═════ The data
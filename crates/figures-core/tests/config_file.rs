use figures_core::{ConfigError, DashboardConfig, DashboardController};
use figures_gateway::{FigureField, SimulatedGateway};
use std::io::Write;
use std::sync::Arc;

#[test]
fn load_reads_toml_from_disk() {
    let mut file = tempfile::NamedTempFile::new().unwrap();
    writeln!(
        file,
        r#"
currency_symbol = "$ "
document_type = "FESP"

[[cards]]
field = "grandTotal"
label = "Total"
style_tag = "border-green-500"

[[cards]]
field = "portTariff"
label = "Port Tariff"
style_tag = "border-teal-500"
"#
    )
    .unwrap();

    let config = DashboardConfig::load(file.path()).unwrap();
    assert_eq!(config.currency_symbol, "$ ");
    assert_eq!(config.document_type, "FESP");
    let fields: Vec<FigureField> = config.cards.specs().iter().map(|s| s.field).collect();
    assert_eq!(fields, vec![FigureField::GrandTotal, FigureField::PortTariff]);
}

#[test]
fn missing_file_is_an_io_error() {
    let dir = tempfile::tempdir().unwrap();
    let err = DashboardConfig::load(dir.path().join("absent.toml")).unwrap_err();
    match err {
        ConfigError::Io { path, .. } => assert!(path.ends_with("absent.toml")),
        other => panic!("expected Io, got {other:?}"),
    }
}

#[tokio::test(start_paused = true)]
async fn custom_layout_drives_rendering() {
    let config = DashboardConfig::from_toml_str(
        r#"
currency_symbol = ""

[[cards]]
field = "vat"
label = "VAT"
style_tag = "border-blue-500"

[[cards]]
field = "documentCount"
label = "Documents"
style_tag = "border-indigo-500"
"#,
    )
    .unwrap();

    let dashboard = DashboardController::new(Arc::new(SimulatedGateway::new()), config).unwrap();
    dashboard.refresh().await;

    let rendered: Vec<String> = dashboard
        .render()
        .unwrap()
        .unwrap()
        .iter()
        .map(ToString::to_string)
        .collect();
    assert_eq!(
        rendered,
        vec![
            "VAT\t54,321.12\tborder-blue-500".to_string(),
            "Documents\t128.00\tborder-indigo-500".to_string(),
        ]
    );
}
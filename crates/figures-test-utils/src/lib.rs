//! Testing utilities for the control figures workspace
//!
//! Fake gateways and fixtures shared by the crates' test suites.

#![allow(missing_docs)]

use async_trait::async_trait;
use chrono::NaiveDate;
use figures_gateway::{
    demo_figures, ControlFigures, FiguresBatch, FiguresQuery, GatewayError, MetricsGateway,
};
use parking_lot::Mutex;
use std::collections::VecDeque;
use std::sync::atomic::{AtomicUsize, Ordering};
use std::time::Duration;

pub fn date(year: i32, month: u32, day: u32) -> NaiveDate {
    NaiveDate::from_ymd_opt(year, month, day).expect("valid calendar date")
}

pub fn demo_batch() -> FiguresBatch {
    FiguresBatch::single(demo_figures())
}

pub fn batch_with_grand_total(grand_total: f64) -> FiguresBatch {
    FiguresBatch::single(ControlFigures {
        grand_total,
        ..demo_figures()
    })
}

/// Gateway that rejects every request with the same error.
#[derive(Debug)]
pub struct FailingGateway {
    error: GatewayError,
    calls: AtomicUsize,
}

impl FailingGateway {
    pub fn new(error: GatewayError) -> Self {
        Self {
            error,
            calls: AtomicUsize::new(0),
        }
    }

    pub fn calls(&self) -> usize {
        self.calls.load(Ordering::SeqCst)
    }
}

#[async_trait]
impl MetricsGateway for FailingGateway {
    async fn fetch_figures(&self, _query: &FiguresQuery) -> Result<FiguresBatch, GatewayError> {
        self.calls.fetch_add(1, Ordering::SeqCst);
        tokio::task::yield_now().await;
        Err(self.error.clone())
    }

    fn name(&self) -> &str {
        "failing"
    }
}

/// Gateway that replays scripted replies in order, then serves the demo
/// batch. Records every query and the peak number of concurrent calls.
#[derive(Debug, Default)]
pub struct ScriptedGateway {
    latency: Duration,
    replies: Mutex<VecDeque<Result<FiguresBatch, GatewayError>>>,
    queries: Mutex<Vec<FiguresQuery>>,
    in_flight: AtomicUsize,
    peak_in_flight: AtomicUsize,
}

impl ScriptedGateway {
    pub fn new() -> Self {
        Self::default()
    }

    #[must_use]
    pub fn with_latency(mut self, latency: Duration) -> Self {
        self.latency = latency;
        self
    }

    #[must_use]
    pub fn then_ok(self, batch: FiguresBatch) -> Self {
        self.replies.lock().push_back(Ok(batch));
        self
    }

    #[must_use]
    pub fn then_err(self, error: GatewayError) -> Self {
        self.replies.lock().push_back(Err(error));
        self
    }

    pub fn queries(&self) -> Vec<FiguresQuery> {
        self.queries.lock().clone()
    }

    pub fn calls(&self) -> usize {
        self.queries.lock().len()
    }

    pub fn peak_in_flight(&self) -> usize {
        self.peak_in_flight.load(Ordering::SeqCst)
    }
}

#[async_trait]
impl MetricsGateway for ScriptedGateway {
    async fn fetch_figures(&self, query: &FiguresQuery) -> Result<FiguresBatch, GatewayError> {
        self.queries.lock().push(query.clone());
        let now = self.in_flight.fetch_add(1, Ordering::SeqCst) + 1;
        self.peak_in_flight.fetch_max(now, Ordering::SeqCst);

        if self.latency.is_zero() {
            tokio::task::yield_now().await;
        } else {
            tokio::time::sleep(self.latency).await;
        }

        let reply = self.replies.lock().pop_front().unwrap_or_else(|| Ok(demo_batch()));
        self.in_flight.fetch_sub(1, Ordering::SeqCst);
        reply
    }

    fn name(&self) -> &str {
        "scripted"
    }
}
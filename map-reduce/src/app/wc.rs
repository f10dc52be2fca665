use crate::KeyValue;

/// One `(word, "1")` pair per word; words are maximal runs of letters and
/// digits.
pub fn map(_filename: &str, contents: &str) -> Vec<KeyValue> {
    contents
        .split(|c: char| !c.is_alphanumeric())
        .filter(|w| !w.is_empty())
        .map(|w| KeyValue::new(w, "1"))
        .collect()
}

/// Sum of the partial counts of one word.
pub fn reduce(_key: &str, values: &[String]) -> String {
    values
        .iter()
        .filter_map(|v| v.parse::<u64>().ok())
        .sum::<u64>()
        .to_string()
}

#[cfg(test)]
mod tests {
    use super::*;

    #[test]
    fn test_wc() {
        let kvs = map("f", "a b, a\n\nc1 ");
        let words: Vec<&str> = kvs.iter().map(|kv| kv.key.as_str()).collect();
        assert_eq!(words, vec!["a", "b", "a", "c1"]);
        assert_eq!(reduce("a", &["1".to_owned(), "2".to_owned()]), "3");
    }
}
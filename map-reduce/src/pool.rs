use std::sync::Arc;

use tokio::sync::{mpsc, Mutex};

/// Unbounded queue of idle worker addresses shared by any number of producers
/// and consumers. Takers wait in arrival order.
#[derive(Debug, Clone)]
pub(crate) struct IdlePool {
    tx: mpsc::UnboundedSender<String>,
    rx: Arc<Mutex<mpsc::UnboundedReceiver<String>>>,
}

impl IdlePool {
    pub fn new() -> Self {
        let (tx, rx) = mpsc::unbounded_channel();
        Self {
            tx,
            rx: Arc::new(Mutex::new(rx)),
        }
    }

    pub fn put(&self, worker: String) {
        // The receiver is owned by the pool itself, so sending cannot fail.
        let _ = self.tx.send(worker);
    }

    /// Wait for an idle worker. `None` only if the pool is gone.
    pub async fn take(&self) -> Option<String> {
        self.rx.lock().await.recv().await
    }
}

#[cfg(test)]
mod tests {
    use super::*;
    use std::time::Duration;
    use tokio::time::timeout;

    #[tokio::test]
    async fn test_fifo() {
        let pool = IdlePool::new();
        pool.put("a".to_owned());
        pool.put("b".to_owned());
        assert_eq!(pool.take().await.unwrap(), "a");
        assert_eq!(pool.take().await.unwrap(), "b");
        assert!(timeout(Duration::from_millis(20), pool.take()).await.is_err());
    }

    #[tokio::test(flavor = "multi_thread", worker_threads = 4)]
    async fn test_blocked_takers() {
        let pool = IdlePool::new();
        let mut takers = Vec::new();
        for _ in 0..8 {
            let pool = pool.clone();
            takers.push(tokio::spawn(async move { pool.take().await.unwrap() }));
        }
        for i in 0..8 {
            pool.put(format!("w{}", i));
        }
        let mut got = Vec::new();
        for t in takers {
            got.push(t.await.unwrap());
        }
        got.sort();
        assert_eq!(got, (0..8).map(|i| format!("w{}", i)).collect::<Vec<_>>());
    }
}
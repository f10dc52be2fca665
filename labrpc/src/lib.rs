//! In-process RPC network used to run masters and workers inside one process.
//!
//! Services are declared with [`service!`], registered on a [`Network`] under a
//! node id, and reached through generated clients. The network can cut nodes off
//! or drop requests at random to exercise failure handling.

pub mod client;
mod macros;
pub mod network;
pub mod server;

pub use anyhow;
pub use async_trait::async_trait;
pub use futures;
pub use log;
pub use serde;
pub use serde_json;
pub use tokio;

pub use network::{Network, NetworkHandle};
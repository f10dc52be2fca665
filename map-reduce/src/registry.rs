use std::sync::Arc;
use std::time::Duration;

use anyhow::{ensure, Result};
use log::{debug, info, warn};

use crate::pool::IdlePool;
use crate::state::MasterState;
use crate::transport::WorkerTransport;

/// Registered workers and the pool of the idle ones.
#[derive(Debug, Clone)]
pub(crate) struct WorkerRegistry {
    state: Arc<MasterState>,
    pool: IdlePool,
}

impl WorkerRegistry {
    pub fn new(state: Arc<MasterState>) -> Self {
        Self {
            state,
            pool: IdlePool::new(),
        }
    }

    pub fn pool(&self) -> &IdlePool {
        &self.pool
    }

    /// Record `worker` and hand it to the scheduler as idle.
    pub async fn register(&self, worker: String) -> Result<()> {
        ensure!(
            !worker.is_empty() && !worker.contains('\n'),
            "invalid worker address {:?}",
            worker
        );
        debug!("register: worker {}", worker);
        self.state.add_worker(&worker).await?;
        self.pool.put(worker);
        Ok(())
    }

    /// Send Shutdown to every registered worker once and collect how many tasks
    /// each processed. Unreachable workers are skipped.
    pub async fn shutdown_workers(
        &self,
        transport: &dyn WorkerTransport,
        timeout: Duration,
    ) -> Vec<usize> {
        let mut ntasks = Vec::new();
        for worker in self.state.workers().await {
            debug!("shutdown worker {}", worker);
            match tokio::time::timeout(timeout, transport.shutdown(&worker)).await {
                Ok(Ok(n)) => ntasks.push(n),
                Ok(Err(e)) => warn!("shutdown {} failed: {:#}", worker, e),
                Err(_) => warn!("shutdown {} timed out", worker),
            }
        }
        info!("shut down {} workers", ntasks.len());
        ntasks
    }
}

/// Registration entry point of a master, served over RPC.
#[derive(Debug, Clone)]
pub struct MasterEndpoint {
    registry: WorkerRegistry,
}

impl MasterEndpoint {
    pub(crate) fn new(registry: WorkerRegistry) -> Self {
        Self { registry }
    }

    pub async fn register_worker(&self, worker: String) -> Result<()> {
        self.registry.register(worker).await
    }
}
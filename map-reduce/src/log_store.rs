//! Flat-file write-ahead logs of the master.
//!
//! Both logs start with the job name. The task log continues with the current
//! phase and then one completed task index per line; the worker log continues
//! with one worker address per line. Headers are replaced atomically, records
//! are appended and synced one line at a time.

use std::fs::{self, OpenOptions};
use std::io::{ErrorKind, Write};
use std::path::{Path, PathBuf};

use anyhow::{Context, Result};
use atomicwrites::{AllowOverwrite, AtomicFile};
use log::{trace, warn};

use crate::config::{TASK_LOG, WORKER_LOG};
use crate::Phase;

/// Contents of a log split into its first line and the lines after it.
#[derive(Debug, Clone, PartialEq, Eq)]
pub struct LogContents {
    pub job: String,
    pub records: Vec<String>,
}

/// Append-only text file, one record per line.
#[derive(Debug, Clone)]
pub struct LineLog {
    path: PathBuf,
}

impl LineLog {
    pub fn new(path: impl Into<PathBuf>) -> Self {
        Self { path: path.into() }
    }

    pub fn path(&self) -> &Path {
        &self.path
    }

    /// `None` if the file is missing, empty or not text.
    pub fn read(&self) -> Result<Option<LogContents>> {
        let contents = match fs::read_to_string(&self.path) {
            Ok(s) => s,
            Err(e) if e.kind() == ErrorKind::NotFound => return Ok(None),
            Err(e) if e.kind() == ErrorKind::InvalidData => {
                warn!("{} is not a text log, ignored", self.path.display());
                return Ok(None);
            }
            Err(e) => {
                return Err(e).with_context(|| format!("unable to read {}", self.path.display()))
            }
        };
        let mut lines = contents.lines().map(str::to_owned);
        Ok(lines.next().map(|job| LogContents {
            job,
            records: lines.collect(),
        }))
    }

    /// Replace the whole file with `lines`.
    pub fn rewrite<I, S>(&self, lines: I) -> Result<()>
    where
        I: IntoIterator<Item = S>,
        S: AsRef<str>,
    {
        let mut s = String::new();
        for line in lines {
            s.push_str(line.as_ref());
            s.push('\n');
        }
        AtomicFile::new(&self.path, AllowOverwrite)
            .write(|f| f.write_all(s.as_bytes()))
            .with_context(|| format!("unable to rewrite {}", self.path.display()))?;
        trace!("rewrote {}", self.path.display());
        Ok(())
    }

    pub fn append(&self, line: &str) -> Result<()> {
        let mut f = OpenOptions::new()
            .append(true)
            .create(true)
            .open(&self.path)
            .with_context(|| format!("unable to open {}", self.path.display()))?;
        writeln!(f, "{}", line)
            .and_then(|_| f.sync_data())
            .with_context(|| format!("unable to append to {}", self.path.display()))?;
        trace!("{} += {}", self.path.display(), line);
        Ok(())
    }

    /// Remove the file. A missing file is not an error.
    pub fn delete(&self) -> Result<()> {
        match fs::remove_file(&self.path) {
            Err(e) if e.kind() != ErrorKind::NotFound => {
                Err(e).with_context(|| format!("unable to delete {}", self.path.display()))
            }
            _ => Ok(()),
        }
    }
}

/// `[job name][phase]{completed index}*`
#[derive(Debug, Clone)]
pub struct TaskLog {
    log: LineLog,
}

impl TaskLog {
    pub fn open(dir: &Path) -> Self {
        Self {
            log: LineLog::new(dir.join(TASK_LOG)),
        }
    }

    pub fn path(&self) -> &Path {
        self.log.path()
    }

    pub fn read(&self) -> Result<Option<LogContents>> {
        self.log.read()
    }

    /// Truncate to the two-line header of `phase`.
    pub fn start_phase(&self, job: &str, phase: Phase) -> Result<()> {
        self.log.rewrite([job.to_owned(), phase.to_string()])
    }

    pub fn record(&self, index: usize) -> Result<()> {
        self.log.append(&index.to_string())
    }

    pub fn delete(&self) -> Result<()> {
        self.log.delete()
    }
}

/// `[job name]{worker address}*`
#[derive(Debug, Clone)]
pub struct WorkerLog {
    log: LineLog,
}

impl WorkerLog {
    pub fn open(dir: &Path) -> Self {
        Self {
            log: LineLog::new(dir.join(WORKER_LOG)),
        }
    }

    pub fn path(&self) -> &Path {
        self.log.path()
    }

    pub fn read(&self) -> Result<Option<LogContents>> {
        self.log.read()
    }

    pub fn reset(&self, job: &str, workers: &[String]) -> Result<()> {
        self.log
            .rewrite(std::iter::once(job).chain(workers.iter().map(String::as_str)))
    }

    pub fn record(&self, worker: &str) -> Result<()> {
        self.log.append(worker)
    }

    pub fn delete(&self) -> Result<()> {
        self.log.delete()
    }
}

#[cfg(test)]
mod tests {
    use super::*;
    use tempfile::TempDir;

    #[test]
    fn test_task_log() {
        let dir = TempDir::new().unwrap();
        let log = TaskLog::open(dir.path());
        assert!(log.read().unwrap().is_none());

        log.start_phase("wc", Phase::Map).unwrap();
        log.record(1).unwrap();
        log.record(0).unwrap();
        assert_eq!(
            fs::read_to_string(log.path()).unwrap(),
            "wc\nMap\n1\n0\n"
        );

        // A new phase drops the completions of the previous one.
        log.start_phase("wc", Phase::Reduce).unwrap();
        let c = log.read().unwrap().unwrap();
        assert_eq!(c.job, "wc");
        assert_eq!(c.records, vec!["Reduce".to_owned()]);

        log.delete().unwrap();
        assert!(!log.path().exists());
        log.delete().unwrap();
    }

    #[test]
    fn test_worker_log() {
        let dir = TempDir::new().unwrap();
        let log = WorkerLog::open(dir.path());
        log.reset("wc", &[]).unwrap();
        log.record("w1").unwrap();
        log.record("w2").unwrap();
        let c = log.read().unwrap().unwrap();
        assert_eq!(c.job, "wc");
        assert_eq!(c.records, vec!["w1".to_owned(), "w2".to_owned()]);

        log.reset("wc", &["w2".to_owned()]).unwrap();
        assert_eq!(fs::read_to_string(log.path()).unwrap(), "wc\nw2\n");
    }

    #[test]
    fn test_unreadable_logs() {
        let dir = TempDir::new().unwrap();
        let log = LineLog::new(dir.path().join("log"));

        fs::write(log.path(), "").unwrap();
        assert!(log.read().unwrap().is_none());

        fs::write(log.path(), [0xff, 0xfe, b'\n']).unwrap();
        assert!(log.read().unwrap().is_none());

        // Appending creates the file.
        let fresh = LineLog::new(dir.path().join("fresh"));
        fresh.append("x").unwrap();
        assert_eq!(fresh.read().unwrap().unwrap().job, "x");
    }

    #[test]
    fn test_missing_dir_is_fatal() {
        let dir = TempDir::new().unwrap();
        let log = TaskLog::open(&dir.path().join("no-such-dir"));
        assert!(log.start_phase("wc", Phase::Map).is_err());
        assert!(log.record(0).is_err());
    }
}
══════════
Your assignment
Using the data above, return every line that contains the string "match".

Result for this task
    match err {
            match tokio::time::timeout(timeout, transport.shutdown(&worker)).await {
        let contents = match fs::read_to_string(&self.path) {
        match fs::remove_file(&self.path) {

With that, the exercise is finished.